** Opening DATA EXTRACT block **
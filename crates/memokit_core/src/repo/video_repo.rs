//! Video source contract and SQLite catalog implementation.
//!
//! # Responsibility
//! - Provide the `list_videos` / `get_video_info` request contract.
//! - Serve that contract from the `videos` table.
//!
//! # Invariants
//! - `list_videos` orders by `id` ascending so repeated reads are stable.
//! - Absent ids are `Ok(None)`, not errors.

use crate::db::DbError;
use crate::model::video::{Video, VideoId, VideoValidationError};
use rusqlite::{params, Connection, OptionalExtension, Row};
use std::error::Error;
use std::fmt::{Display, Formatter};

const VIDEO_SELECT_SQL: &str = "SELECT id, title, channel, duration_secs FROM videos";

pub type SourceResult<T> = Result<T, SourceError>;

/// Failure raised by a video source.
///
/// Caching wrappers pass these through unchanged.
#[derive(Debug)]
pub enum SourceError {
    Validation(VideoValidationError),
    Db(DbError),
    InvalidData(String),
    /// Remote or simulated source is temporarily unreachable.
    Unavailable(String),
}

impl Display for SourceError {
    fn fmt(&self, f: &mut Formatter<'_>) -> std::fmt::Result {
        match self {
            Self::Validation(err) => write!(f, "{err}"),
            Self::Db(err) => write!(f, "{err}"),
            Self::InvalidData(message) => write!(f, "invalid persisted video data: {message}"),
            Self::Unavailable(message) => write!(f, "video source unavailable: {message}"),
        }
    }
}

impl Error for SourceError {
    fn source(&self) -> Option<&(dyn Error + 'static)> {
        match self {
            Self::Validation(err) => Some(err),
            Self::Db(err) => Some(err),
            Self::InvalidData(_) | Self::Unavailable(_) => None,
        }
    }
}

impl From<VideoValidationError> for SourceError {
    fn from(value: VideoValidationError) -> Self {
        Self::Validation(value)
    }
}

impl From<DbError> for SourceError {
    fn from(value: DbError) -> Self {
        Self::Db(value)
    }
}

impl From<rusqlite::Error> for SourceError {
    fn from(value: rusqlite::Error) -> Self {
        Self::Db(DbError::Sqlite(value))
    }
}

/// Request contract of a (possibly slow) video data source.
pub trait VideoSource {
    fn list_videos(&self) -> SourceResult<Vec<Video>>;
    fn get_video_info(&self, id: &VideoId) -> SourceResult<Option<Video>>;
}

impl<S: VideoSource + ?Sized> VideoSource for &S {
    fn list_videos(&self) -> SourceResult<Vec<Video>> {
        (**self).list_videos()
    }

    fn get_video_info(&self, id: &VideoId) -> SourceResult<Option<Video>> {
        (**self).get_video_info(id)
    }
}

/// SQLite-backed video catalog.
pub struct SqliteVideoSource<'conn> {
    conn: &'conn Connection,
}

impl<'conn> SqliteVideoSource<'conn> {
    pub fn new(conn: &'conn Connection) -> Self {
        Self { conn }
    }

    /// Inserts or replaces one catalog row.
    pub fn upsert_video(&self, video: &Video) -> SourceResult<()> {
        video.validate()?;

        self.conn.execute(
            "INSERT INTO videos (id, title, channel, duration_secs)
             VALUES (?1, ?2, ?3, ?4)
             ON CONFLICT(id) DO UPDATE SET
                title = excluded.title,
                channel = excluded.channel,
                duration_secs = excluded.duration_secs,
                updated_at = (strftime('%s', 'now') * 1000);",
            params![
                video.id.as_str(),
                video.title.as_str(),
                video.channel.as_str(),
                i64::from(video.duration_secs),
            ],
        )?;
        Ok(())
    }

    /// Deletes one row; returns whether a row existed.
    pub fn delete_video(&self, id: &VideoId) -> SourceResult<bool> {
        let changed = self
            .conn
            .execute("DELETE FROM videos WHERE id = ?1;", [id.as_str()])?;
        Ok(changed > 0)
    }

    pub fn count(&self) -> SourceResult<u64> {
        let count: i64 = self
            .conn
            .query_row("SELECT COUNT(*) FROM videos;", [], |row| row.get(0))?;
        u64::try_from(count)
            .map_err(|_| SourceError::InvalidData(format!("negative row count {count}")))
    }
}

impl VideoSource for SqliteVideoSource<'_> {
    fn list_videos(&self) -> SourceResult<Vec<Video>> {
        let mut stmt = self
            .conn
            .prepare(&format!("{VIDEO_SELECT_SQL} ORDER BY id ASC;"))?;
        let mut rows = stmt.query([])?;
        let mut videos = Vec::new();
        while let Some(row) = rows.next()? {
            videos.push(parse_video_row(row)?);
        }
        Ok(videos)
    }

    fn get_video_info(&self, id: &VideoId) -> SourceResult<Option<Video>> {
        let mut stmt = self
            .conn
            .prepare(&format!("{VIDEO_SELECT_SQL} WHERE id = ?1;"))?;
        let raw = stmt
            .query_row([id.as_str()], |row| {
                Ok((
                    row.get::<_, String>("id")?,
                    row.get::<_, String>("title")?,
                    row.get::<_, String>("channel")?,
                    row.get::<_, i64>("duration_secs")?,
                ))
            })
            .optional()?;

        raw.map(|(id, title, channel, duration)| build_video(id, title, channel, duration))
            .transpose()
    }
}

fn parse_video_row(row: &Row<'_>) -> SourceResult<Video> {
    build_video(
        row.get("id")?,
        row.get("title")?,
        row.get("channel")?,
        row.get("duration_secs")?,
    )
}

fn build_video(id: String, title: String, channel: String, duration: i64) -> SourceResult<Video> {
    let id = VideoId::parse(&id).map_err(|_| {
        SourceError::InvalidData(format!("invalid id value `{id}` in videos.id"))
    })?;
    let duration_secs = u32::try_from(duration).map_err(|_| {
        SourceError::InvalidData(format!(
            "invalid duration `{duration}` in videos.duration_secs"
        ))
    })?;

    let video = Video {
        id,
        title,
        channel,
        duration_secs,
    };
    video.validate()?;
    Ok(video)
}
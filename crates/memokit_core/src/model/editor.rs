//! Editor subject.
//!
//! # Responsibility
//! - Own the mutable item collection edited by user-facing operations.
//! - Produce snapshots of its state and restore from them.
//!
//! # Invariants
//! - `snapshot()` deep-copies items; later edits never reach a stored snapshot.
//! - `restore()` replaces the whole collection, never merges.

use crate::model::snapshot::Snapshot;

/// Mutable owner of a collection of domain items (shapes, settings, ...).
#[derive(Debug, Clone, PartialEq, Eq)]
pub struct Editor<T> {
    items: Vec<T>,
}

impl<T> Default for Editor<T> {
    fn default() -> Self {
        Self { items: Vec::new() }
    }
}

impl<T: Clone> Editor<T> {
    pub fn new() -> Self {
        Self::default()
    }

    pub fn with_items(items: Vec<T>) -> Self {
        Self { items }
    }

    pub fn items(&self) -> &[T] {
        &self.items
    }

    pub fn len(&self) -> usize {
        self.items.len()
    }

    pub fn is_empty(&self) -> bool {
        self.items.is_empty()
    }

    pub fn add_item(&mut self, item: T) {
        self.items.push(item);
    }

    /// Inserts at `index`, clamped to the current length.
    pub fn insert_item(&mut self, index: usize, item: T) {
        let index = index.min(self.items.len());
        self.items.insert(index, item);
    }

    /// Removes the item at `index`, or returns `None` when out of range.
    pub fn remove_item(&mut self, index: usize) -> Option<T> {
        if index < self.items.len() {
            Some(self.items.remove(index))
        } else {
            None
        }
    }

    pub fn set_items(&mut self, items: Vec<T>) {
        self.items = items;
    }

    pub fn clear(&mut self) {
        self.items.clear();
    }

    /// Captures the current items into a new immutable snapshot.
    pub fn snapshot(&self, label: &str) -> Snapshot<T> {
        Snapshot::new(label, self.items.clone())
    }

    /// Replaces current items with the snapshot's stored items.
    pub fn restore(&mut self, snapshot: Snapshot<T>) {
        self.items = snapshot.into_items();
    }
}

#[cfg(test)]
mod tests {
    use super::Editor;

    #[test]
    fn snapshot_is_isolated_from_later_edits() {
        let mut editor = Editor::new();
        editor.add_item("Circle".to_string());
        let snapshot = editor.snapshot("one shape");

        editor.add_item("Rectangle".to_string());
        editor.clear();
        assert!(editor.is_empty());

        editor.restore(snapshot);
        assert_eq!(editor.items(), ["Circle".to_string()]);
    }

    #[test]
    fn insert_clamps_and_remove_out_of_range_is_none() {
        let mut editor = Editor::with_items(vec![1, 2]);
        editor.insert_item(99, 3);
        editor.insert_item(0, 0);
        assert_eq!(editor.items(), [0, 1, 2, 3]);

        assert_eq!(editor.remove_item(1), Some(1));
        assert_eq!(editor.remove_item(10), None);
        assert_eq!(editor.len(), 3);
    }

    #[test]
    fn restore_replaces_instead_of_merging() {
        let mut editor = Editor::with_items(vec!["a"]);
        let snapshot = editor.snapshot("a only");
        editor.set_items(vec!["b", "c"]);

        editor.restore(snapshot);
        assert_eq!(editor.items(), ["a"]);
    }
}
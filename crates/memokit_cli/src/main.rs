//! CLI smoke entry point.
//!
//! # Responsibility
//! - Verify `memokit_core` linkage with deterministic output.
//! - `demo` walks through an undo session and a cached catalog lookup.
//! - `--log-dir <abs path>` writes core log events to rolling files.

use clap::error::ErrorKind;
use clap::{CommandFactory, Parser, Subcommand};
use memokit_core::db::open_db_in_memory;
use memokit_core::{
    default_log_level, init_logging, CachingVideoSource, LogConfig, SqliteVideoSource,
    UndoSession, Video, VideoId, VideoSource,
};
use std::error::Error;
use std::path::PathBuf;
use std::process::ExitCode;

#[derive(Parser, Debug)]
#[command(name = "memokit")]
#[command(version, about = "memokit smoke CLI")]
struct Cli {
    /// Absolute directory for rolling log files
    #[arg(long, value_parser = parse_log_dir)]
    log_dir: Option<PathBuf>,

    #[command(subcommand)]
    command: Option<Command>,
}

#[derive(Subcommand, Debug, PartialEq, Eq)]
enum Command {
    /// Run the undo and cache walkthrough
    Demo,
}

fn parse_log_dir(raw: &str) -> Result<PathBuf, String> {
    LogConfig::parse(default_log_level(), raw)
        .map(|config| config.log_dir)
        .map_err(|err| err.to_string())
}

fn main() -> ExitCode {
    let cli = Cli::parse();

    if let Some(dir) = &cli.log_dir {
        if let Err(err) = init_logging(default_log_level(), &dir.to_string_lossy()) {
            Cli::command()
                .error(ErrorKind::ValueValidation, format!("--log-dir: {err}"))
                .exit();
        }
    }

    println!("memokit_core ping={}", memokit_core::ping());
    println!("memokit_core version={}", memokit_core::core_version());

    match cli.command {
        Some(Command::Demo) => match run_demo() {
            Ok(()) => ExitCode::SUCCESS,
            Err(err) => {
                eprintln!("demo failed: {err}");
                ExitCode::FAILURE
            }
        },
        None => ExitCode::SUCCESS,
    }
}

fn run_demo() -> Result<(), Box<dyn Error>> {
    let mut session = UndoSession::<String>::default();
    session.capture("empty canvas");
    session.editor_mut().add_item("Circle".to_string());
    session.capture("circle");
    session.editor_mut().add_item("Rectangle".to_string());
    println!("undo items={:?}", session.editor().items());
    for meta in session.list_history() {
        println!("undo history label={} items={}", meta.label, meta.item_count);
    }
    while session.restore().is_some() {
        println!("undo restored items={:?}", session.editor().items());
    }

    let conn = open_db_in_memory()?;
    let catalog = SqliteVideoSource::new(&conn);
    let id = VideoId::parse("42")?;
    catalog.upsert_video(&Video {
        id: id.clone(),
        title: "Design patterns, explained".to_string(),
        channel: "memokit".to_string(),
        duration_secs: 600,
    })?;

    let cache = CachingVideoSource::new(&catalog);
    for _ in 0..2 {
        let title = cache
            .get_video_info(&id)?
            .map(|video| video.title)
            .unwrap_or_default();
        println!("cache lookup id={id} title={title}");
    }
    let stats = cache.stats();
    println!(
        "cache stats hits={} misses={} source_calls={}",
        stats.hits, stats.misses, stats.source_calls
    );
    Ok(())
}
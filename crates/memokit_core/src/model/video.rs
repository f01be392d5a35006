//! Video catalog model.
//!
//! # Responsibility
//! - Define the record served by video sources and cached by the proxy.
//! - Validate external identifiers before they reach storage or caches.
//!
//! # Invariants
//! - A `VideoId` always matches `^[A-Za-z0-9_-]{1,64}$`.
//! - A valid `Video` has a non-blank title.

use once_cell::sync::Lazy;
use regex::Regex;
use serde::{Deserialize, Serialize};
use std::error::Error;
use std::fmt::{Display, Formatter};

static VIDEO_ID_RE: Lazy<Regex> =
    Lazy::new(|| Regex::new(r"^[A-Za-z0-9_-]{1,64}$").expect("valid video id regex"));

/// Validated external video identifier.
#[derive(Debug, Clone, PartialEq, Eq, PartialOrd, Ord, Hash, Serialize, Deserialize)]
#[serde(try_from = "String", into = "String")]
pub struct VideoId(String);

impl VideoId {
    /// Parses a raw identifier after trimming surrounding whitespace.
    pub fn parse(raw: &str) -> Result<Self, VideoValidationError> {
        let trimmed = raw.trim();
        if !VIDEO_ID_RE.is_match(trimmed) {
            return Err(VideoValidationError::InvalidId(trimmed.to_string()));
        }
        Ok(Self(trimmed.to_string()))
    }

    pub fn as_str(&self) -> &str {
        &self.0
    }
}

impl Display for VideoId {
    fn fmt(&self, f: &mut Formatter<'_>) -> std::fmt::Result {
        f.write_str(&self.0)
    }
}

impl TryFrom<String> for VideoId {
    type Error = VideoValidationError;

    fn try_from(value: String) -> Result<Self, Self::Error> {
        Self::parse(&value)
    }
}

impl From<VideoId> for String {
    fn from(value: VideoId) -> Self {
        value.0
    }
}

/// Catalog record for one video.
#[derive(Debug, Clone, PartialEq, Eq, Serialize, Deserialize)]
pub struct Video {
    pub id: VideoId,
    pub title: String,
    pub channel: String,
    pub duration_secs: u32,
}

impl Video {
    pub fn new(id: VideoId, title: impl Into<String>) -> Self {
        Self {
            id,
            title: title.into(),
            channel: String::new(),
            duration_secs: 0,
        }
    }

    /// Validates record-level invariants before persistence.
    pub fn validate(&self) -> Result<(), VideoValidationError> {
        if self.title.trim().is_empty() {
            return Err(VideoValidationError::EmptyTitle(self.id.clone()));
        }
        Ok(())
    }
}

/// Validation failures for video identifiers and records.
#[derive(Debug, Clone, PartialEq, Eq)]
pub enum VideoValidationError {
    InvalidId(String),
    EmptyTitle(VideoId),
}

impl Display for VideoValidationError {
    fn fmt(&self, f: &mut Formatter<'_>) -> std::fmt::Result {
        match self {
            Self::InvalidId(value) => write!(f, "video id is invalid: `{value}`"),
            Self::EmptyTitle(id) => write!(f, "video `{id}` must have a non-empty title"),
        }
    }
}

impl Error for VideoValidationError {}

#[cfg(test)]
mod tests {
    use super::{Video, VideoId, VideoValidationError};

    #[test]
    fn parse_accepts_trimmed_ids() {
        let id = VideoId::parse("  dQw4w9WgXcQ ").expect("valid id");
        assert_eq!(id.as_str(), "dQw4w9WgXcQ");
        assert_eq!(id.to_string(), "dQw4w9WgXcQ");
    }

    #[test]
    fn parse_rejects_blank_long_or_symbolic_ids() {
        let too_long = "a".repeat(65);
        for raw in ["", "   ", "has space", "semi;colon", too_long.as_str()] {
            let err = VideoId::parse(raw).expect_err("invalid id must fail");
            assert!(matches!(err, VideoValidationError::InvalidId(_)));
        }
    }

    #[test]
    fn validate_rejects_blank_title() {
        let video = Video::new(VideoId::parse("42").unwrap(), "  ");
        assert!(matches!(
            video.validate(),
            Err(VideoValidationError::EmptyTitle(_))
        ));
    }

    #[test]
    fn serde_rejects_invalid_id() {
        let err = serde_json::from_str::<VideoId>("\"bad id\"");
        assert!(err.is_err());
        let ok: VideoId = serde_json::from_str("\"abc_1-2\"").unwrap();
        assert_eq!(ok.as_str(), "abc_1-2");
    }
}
** Closing DATA EXTRACT block **
## DIRECTIONS FOR THIS TASK
Each line from the start of the listing above through the line containing "fn from(value: VideoValidationError)" should be copied exactly, please, with no other lines added.

## TASK OUTPUT
filename crates/memokit_core/src/repo/video_repo.rs
//! Video source contract and SQLite catalog implementation.
//!
//! # Responsibility
//! - Provide the `list_videos` / `get_video_info` request contract.
//! - Serve that contract from the `videos` table.
//!
//! # Invariants
//! - `list_videos` orders by `id` ascending so repeated reads are stable.
//! - Absent ids are `Ok(None)`, not errors.

use crate::db::DbError;
use crate::model::video::{Video, VideoId, VideoValidationError};
use rusqlite::{params, Connection, OptionalExtension, Row};
use std::error::Error;
use std::fmt::{Display, Formatter};

const VIDEO_SELECT_SQL: &str = "SELECT id, title, channel, duration_secs FROM videos";

pub type SourceResult<T> = Result<T, SourceError>;

/// Failure raised by a video source.
///
/// Caching wrappers pass these through unchanged.
#[derive(Debug)]
pub enum SourceError {
    Validation(VideoValidationError),
    Db(DbError),
    InvalidData(String),
    /// Remote or simulated source is temporarily unreachable.
    Unavailable(String),
}

impl Display for SourceError {
    fn fmt(&self, f: &mut Formatter<'_>) -> std::fmt::Result {
        match self {
            Self::Validation(err) => write!(f, "{err}"),
            Self::Db(err) => write!(f, "{err}"),
            Self::InvalidData(message) => write!(f, "invalid persisted video data: {message}"),
            Self::Unavailable(message) => write!(f, "video source unavailable: {message}"),
        }
    }
}

impl Error for SourceError {
    fn source(&self) -> Option<&(dyn Error + 'static)> {
        match self {
            Self::Validation(err) => Some(err),
            Self::Db(err) => Some(err),
            Self::InvalidData(_) | Self::Unavailable(_) => None,
        }
    }
}

impl From<VideoValidationError> for SourceError {
    fn from(value: VideoValidationError) -> Self {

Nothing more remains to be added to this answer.